Plans calls for 120 beds in a facility that would represent consolidation of some of the existing beds in the region and creation of new beds as well.

“This is a great story of reactivating a site that had once been a money pit for the city, one that was draining almost $1 million of taxpayer funds,” Morse said of the days when the Geriatric Authority was operating was site. “Overall, we have two large, city-owned properties that are being developed, and that represents real progress.”

There is progress on many different levels in the downtown area and especially the city’s Innovation District, the area around the Massachusetts Green High Performance Computing Center, which opened in 2012.

On the municipal side, there will be several infrastructure projects undertaken in the area over the next several years, said Marrero, including street work, reconstruction of one of the canal bridges, and other initiatives.

Meanwhile, the city continues to add jobs and vibrancy organically through entrepreneurship-ecosytem-building initiatives such as SPARK, which recently joined forces with the Massachusetts-based program Entrepreneurship for All, or EforAll, to form SPARK EforAll Holyoke.

The new organization offers a number of programs, including a business accelerator, pitch contests, and co-working space currently being built out on High Street that will be available to program members.

Launched four years ago, SPARK has helped a number of ventures get off the ground or to the next stage, and most of them have settled in Holyoke, said Morse, adding that these startups, in addition to some others started organically, are bringing more vibrancy to the downtown.

He listed a catering venture, a salon now under construction, and a microbrewery on Race Street, among others.

“There are things that are happening organically, and I think these businesses are tapping into the momentum happening in the downtown and the ecosystem they feel here and the support they see,” said Morse. “They feel they can be viable here opening up a catering business or a salon or a brewery in downtown Holyoke.”

Marrero agreed. “We’re tilling our own soils, and stuff grows,” he said, referring to organic growth of the business community. “Every now and then, a business moves here, but a lot of this is organic.”

And these businesses are helping to fill more of those vacant or underutilized properties.

“We’re seeing this dynamic where more square footage is coming online,” said Marrero. “It’s being rehabilitated and filled by these businesses.”

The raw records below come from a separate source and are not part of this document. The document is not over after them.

use std::sync::Arc;

use chrono::NaiveDate;
use prestamos_shared::{CreditorId, Currency, PersonaId};
use rust_decimal_macros::dec;

use super::*;
use crate::loan::{LifecycleService, LoanInput, LoanWithSchedule, Profile};
use crate::testing::{FixedRates, InMemoryStore, RecordingMailer, RecordingSms, date, profile};

type Scheduler = AlertScheduler<InMemoryStore, FixedRates, RecordingMailer, RecordingSms>;

struct Fixture {
    store: Arc<InMemoryStore>,
    mailer: Arc<RecordingMailer>,
    sms: Arc<RecordingSms>,
    scheduler: Scheduler,
    lifecycle: LifecycleService<InMemoryStore, FixedRates>,
}

fn fixture_with(mailer: RecordingMailer, sms: RecordingSms) -> Fixture {
    let store = Arc::new(InMemoryStore::default());
    let rates = Arc::new(FixedRates::default().with(Currency::Pen, Currency::Usd, dec!(0.27)));
    let mailer = Arc::new(mailer);
    let sms = Arc::new(sms);
    let scheduler = AlertScheduler::new(store.clone(), rates.clone(), mailer.clone(), sms.clone());
    let lifecycle = LifecycleService::new(store.clone(), rates);
    Fixture {
        store,
        mailer,
        sms,
        scheduler,
        lifecycle,
    }
}

fn fixture() -> Fixture {
    fixture_with(RecordingMailer::default(), RecordingSms::default())
}

fn opts(today: NaiveDate) -> RunOptions {
    RunOptions {
        today,
        default_lead_days: 3,
        dry_run: false,
    }
}

/// 1000 PEN at 12% over 12 months from 2025-01-15: 88.56 due on the 15th.
async fn loan_for(f: &Fixture, owner: PersonaId, creditor_id: Option<CreditorId>) -> LoanWithSchedule {
    f.lifecycle
        .create_loan(
            owner,
            LoanInput {
                creditor_id,
                label: "Car loan".to_string(),
                description: None,
                principal: dec!(1000),
                annual_rate: dec!(12),
                installment_count: 12,
                start_date: date(2025, 1, 15),
                currency: Currency::Pen,
                display_currency: Currency::Pen,
            },
        )
        .await
        .unwrap()
}

async fn borrower(f: &Fixture, profile: Profile) -> (PersonaId, LoanWithSchedule) {
    let owner = profile.id;
    f.store.add_profile(profile);
    let creditor = f.store.add_creditor(owner, "BCP");
    let loan = loan_for(f, owner, Some(creditor)).await;
    (owner, loan)
}

fn subjects(mailer: &RecordingMailer) -> Vec<String> {
    mailer
        .sent
        .lock()
        .unwrap()
        .iter()
        .map(|(_, subject, _)| subject.clone())
        .collect()
}

#[tokio::test]
async fn test_run_sends_upcoming_and_overdue() {
    let f = fixture();
    borrower(&f, profile("Ana")).await;

    let summary = f.scheduler.run(opts(date(2025, 4, 12))).await.unwrap();

    assert_eq!(
        summary,
        AlertSummary {
            created: 3,
            sent: 3,
            overdue: 2,
            failed_profiles: 0,
        }
    );
    assert_eq!(
        subjects(&f.mailer),
        vec![
            "[Reminder] Installment 3",
            "[Overdue] Installment 1",
            "[Overdue] Installment 2",
        ]
    );
    let alerts = f.store.alerts();
    assert_eq!(alerts.len(), 3);
    assert!(alerts.iter().all(|a| a.status == AlertStatus::Sent));
    assert!(alerts.iter().all(|a| a.alert_date == date(2025, 4, 12)));
}

#[tokio::test]
async fn test_rerun_same_day_keeps_one_alert_per_installment() {
    let f = fixture();
    borrower(&f, profile("Ana")).await;

    f.scheduler.run(opts(date(2025, 4, 12))).await.unwrap();
    let second = f.scheduler.run(opts(date(2025, 4, 12))).await.unwrap();

    assert_eq!(second.created, 3);
    assert_eq!(f.store.alerts().len(), 3);

    f.scheduler.run(opts(date(2025, 4, 13))).await.unwrap();
    // Only the two overdue installments are picked up on the 13th.
    assert_eq!(f.store.alerts().len(), 5);
}

#[tokio::test]
async fn test_dry_run_records_without_sending() {
    let f = fixture();
    borrower(&f, profile("Ana")).await;

    let summary = f
        .scheduler
        .run(RunOptions {
            dry_run: true,
            ..opts(date(2025, 4, 12))
        })
        .await
        .unwrap();

    assert_eq!(summary.created, 3);
    assert_eq!(summary.sent, 0);
    assert!(f.mailer.sent.lock().unwrap().is_empty());
    let alerts = f.store.alerts();
    assert_eq!(alerts.len(), 3);
    assert!(alerts.iter().all(|a| a.status == AlertStatus::Pending));
}

#[tokio::test]
async fn test_due_today_is_not_overdue() {
    let f = fixture();
    borrower(
        &f,
        Profile {
            lead_days: Some("0".to_string()),
            ..profile("Ana")
        },
    )
    .await;

    let summary = f.scheduler.run(opts(date(2025, 3, 15))).await.unwrap();

    assert_eq!(summary.created, 2);
    assert_eq!(summary.overdue, 1);
    assert_eq!(
        subjects(&f.mailer),
        vec!["[Reminder] Installment 2", "[Overdue] Installment 1"]
    );
}

#[tokio::test]
async fn test_profile_lead_days_override_default() {
    let f = fixture();
    borrower(
        &f,
        Profile {
            lead_days: Some("7,1".to_string()),
            ..profile("Ana")
        },
    )
    .await;

    // Due 2025-02-15 is seven days out; nothing is overdue yet.
    let summary = f.scheduler.run(opts(date(2025, 2, 8))).await.unwrap();
    assert_eq!(summary.created, 1);
    assert_eq!(summary.overdue, 0);

    // The default of three days no longer applies.
    let summary = f.scheduler.run(opts(date(2025, 2, 12))).await.unwrap();
    assert_eq!(summary.created, 0);
}

#[tokio::test]
async fn test_paid_installments_are_skipped() {
    let f = fixture();
    let (owner, loan) = borrower(&f, profile("Ana")).await;
    for installment in &loan.installments[..2] {
        f.lifecycle
            .mark_paid(owner, installment.id, date(2025, 4, 1), None)
            .await
            .unwrap();
    }

    let summary = f.scheduler.run(opts(date(2025, 4, 12))).await.unwrap();

    assert_eq!(summary.created, 1);
    assert_eq!(summary.overdue, 0);
}

#[tokio::test]
async fn test_amount_converted_to_preferred_currency() {
    let f = fixture();
    borrower(
        &f,
        Profile {
            preferred_currency: Some(Currency::Usd),
            ..profile("Ana")
        },
    )
    .await;

    f.scheduler.run(opts(date(2025, 4, 12))).await.unwrap();

    let sent = f.mailer.sent.lock().unwrap();
    assert!(sent[0].2.contains("Amount due (in USD): 23.91."));
    assert!(f.store.alerts()[0].message.contains("USD"));
}

#[tokio::test]
async fn test_amount_unconverted_when_rate_missing() {
    let f = fixture();
    borrower(
        &f,
        Profile {
            preferred_currency: Some(Currency::Eur),
            ..profile("Ana")
        },
    )
    .await;

    let summary = f.scheduler.run(opts(date(2025, 4, 12))).await.unwrap();

    assert_eq!(summary.sent, 3);
    let sent = f.mailer.sent.lock().unwrap();
    assert!(sent[0].2.contains("Amount due (in PEN): 88.56."));
}

#[tokio::test]
async fn test_scheduler_default_currency() {
    let store = Arc::new(InMemoryStore::default());
    let rates = Arc::new(FixedRates::default().with(Currency::Pen, Currency::Usd, dec!(0.27)));
    let mailer = Arc::new(RecordingMailer::default());
    let scheduler = AlertScheduler::new(
        store.clone(),
        rates.clone(),
        mailer.clone(),
        Arc::new(RecordingSms::default()),
    )
    .with_default_currency(Currency::Usd);
    let lifecycle = LifecycleService::new(store.clone(), rates);

    let ana = profile("Ana");
    let owner = ana.id;
    store.add_profile(ana);
    lifecycle
        .create_loan(
            owner,
            LoanInput {
                creditor_id: None,
                label: "Car loan".to_string(),
                description: None,
                principal: dec!(1000),
                annual_rate: dec!(12),
                installment_count: 12,
                start_date: date(2025, 1, 15),
                currency: Currency::Pen,
                display_currency: Currency::Pen,
            },
        )
        .await
        .unwrap();

    scheduler.run(opts(date(2025, 2, 12))).await.unwrap();

    let sent = mailer.sent.lock().unwrap();
    assert_eq!(sent.len(), 1);
    assert!(sent[0].2.contains("your loan with Car loan."));
    assert!(sent[0].2.contains("(in USD): 23.91."));
}

#[tokio::test]
async fn test_sms_channel() {
    let f = fixture();
    borrower(
        &f,
        Profile {
            notify_email: false,
            notify_sms: true,
            ..profile("Ana")
        },
    )
    .await;

    let summary = f.scheduler.run(opts(date(2025, 4, 12))).await.unwrap();

    assert_eq!(summary.sent, 3);
    assert!(f.mailer.sent.lock().unwrap().is_empty());
    let texts = f.sms.sent.lock().unwrap();
    assert_eq!(texts[0].0, "904929929");
    assert_eq!(
        texts[0].1,
        "Installment 3 BCP due 2025-04-15. Amount: 88.56 PEN"
    );
    assert_eq!(
        texts[1].1,
        "[Overdue] Installment 1 BCP due 2025-02-15. Amount: 88.56 PEN"
    );
}

#[tokio::test]
async fn test_missing_contact_records_alert_only() {
    let f = fixture();
    borrower(
        &f,
        Profile {
            email: None,
            phone: Some("  ".to_string()),
            notify_sms: true,
            ..profile("Ana")
        },
    )
    .await;

    let summary = f.scheduler.run(opts(date(2025, 4, 12))).await.unwrap();

    assert_eq!(summary.created, 3);
    assert_eq!(summary.sent, 0);
    assert!(f.sms.sent.lock().unwrap().is_empty());
    assert!(f.store.alerts().iter().all(|a| a.status == AlertStatus::Pending));
}

#[tokio::test]
async fn test_mail_failure_does_not_abort_run() {
    let f = fixture_with(
        RecordingMailer {
            fail: true,
            ..RecordingMailer::default()
        },
        RecordingSms::default(),
    );
    borrower(
        &f,
        Profile {
            notify_sms: true,
            ..profile("Ana")
        },
    )
    .await;

    let summary = f.scheduler.run(opts(date(2025, 4, 12))).await.unwrap();

    assert_eq!(summary.created, 3);
    assert_eq!(summary.sent, 3);
    assert_eq!(f.sms.sent.lock().unwrap().len(), 3);
    assert!(f.store.alerts().iter().all(|a| a.status == AlertStatus::Sent));
}

#[tokio::test]
async fn test_rejected_sms_leaves_alert_pending() {
    let f = fixture_with(
        RecordingMailer::default(),
        RecordingSms {
            reject: true,
            ..RecordingSms::default()
        },
    );
    borrower(
        &f,
        Profile {
            notify_email: false,
            notify_sms: true,
            ..profile("Ana")
        },
    )
    .await;

    let summary = f.scheduler.run(opts(date(2025, 4, 12))).await.unwrap();

    assert_eq!(summary.sent, 0);
    assert!(f.store.alerts().iter().all(|a| a.status == AlertStatus::Pending));
}

#[tokio::test]
async fn test_failing_profile_does_not_stop_others() {
    let f = fixture();
    let (broken, _) = borrower(&f, profile("Ana")).await;
    borrower(&f, profile("Luis")).await;
    f.store.break_profile(broken);

    let summary = f.scheduler.run(opts(date(2025, 4, 12))).await.unwrap();

    assert_eq!(summary.failed_profiles, 1);
    assert_eq!(summary.created, 3);
    let recipients: Vec<String> = f
        .mailer
        .sent
        .lock()
        .unwrap()
        .iter()
        .map(|(to, _, _)| to.clone())
        .collect();
    assert!(recipients.iter().all(|to| to == "luis@example.com"));
}

#[tokio::test]
async fn test_notify_immediately_limits_to_due_installments() {
    let f = fixture();
    let ana = profile("Ana");
    let owner = ana.id;
    f.store.add_profile(ana.clone());
    let created = loan_for(&f, owner, None).await;

    let summary = f
        .scheduler
        .notify_immediately(
            &ana,
            &created.loan,
            &created.installments,
            Some("BCP"),
            date(2025, 3, 15),
        )
        .await
        .unwrap();

    assert_eq!(summary.created, 2);
    assert_eq!(summary.overdue, 1);
    assert_eq!(summary.sent, 2);
    assert_eq!(
        subjects(&f.mailer),
        vec!["[Overdue] Installment 1", "[Reminder] Installment 2"]
    );
    assert_eq!(f.store.alerts().len(), 2);
}

#[tokio::test]
async fn test_notify_immediately_future_schedule_sends_nothing() {
    let f = fixture();
    let ana = profile("Ana");
    let created = loan_for(&f, ana.id, None).await;

    let summary = f
        .scheduler
        .notify_immediately(&ana, &created.loan, &created.installments, None, date(2025, 1, 15))
        .await
        .unwrap();

    assert_eq!(summary, AlertSummary::default());
    assert!(f.store.alerts().is_empty());
}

As for the culinary arts center and the Cubit Building on the whole, it is bringing many different constituencies to the Innovation District area, adding to this vibrancy there. These include college students, their professors, those attending functions, and, yes, Morse himself, who has signed up for two night classes, one on how to make macaroons, the other involving a chiffon layer cake.

After those, he’ll be even better suited to answer the question, ‘what’s cooking in Holyoke?”

That’s a Wrap

As he was wrapping up his walk through the city with CBS, Morse told the reporter that it would be a good problem to have if the cannabis industry so embraced Holyoke that it found itself running out of commercial space for additional ventures.

That’s not likely to happen anytime soon (1.5 million square feet is a considerable amount of inventory), but a cannabis cluster appears to be no longer a goal but a reality. How quickly and profoundly it develops remains to be seen, but Holyoke appears to be well on its way to having history repeat itself on a certain scale.

A name change probably isn’t in the cards — ‘Paper City’ will stick — but a new era in the city’s history is certainly underway.